▶ **TASK**
All lines in the entries below that hold "runs" make up the answer.

<<<<

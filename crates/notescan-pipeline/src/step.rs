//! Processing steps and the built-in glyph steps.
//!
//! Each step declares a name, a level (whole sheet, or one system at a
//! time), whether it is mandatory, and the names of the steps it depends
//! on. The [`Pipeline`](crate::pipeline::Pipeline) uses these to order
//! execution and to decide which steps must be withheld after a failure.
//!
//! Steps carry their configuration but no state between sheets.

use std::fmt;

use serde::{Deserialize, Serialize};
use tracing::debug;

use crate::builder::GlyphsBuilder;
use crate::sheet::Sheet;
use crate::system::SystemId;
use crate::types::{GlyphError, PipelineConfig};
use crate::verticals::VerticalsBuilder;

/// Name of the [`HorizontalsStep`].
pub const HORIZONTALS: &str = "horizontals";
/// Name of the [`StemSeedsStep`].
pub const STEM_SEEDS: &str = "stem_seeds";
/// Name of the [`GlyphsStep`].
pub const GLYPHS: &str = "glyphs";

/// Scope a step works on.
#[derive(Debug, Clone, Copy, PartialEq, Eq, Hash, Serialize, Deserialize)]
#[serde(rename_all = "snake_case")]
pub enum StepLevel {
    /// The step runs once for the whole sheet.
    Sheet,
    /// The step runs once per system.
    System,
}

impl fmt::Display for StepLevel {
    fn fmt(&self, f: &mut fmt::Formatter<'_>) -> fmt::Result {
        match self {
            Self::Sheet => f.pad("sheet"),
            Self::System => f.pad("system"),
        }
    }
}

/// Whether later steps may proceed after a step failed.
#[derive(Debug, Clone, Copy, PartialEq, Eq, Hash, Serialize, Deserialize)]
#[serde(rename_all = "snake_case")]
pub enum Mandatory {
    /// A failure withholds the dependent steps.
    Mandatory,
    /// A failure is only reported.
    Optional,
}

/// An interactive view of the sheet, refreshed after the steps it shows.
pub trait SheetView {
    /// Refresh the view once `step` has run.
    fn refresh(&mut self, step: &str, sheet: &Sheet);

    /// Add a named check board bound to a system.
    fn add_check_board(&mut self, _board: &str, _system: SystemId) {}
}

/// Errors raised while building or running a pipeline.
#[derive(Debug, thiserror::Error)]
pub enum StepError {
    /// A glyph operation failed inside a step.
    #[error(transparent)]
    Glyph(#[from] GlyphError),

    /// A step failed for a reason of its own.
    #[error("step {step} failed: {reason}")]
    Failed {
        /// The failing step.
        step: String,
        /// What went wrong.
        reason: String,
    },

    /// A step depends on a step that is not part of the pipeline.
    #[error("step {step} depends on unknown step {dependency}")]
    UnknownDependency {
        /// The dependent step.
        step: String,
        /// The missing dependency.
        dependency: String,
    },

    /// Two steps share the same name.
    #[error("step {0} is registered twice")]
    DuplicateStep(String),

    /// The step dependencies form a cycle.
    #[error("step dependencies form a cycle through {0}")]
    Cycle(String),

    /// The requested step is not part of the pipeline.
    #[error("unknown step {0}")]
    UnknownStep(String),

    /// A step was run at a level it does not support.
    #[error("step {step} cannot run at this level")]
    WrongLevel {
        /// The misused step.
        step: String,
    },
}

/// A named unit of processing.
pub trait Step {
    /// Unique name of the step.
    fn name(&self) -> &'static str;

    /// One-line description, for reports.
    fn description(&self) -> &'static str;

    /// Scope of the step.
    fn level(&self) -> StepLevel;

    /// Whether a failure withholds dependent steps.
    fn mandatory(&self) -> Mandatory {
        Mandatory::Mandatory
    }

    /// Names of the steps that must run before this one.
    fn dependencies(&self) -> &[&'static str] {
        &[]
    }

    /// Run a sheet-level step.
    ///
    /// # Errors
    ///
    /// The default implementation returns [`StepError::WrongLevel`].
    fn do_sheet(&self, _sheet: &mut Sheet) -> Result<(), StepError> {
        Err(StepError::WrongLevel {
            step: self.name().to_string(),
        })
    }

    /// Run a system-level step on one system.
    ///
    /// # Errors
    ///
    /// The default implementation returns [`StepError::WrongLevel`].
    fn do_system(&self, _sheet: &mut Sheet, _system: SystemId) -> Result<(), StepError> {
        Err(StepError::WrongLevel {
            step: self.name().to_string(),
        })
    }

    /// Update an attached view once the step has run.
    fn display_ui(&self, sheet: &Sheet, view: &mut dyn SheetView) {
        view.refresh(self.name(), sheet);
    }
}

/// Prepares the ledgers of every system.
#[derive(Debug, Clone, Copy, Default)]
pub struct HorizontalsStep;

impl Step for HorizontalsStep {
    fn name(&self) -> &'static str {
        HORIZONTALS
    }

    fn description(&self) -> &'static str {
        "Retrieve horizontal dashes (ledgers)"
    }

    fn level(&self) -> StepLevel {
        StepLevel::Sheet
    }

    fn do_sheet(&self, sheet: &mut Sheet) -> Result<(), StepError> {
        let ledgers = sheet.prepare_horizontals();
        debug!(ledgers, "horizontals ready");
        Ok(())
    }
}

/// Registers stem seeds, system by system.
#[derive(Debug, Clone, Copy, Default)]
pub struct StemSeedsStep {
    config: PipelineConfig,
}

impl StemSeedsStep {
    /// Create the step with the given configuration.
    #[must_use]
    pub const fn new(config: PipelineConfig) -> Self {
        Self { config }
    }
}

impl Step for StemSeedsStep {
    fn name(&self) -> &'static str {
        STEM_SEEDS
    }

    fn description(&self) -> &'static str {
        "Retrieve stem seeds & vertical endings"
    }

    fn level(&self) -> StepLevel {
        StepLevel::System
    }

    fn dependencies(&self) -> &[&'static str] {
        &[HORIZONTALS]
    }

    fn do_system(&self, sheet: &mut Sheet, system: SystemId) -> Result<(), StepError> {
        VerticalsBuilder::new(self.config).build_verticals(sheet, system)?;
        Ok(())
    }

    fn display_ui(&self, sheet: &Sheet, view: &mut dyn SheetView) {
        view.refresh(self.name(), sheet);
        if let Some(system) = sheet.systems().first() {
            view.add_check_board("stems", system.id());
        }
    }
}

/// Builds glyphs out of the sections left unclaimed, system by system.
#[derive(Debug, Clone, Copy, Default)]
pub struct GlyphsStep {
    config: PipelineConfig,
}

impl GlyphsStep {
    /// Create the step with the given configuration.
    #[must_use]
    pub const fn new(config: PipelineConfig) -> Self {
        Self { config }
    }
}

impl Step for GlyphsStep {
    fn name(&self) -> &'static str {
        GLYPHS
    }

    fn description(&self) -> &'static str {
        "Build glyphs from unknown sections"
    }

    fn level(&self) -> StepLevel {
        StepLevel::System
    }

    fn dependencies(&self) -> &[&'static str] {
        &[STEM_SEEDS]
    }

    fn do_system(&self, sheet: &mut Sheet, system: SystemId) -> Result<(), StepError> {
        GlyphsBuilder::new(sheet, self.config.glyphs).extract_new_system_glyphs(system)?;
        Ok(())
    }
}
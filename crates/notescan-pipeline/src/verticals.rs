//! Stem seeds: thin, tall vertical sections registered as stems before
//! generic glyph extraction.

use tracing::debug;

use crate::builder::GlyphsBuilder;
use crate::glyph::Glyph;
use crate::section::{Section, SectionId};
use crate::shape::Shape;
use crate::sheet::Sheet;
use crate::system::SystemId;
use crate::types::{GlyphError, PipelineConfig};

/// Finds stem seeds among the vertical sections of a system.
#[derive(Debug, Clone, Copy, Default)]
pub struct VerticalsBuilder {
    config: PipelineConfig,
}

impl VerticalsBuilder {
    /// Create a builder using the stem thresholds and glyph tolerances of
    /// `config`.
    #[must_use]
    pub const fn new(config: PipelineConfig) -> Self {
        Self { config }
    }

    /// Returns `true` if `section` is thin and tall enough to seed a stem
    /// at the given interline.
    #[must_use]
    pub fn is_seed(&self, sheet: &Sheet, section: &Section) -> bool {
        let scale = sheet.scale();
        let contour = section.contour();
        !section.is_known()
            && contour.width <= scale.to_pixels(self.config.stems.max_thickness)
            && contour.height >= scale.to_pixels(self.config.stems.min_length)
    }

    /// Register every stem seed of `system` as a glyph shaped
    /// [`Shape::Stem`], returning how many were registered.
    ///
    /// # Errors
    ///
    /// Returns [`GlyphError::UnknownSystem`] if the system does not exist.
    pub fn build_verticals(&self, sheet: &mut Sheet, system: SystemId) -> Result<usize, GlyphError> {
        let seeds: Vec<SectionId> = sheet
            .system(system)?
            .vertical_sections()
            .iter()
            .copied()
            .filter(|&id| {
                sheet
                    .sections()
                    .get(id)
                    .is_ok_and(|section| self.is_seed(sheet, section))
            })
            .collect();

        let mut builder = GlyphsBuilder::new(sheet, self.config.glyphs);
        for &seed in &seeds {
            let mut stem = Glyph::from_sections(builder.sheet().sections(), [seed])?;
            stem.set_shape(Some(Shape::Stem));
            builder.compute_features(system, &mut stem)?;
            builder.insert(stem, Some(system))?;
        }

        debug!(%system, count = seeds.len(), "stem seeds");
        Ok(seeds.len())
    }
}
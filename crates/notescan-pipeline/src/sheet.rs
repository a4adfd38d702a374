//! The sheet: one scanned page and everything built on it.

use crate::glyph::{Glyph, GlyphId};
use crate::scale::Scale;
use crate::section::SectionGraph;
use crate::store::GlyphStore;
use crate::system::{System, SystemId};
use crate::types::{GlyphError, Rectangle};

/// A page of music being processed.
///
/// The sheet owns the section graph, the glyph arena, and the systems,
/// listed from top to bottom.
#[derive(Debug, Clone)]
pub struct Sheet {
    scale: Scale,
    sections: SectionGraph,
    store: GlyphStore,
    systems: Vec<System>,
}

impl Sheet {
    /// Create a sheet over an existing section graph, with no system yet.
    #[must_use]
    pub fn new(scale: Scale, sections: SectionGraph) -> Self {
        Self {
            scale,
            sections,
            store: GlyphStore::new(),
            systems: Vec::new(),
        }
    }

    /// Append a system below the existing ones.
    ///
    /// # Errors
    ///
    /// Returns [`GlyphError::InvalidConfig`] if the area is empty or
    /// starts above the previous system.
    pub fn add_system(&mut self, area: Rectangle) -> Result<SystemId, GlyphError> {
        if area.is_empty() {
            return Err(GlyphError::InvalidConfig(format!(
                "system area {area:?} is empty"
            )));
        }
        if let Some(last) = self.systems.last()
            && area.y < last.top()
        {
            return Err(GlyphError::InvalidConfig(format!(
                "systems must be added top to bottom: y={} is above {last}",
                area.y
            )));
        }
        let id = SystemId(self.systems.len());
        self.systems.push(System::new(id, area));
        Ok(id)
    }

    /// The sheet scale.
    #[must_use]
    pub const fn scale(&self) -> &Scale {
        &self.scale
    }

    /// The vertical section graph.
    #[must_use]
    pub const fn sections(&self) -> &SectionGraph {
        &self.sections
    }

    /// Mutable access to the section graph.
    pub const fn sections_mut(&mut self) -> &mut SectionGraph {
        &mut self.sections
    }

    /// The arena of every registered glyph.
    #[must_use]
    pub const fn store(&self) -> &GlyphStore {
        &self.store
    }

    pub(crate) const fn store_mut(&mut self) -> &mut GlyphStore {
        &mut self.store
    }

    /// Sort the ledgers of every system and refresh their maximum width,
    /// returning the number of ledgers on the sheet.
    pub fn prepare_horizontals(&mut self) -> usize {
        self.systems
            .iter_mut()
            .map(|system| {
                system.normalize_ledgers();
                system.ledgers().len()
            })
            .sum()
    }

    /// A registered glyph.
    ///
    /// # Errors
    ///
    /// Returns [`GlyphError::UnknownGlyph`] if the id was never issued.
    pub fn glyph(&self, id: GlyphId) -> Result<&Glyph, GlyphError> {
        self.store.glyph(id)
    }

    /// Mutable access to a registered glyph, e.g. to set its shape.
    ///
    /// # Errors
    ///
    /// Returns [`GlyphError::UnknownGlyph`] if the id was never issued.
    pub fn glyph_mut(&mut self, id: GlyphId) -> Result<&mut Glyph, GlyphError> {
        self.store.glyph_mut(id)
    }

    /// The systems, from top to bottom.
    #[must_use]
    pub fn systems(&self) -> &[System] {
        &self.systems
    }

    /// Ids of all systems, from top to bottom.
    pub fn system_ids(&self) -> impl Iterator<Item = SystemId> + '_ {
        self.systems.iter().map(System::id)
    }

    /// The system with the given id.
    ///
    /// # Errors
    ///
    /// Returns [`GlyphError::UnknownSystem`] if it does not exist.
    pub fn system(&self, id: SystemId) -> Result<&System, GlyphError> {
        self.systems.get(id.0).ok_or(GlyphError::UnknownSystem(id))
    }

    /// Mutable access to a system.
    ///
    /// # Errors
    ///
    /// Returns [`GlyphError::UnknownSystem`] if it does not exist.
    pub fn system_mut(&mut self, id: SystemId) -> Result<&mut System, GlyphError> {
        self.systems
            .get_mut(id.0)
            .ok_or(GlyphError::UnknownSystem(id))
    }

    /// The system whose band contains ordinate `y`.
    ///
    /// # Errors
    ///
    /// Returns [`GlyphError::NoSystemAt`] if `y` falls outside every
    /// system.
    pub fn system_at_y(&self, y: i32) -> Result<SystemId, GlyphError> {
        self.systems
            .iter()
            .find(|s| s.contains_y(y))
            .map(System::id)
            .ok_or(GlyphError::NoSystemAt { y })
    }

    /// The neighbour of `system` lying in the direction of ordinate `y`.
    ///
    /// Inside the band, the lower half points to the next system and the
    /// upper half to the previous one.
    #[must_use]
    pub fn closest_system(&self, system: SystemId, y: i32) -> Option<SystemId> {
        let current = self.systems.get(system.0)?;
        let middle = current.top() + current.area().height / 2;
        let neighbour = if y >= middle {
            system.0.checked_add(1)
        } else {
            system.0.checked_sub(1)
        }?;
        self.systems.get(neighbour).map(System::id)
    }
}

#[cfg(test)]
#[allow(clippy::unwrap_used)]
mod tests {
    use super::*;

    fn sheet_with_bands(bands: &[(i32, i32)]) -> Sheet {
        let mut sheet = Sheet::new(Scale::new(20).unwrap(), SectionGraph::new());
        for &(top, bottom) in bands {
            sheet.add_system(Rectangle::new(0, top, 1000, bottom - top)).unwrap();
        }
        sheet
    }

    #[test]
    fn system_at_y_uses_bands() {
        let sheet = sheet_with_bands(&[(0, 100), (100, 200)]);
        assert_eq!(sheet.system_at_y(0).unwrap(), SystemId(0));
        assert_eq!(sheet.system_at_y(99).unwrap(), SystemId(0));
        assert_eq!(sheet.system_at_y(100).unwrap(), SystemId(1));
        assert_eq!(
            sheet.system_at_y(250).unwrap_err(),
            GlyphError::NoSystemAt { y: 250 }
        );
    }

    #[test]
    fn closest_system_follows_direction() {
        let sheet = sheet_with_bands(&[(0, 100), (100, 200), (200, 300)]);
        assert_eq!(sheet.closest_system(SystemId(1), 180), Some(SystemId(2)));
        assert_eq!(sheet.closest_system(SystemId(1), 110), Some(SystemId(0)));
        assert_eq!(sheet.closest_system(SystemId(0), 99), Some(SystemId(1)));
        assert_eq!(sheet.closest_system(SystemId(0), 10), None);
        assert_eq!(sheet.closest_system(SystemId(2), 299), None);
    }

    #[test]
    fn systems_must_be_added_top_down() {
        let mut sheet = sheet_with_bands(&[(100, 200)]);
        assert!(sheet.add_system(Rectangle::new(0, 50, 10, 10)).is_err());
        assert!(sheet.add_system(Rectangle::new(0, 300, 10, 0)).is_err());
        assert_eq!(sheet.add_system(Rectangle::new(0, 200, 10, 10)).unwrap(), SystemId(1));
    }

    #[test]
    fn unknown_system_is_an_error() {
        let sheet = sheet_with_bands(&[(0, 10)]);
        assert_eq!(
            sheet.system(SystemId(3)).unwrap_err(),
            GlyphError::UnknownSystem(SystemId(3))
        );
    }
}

>>>>

▶ **ANSWER TO THE EXERCISE**
    /// The step runs once for the whole sheet.
    /// The step runs once per system.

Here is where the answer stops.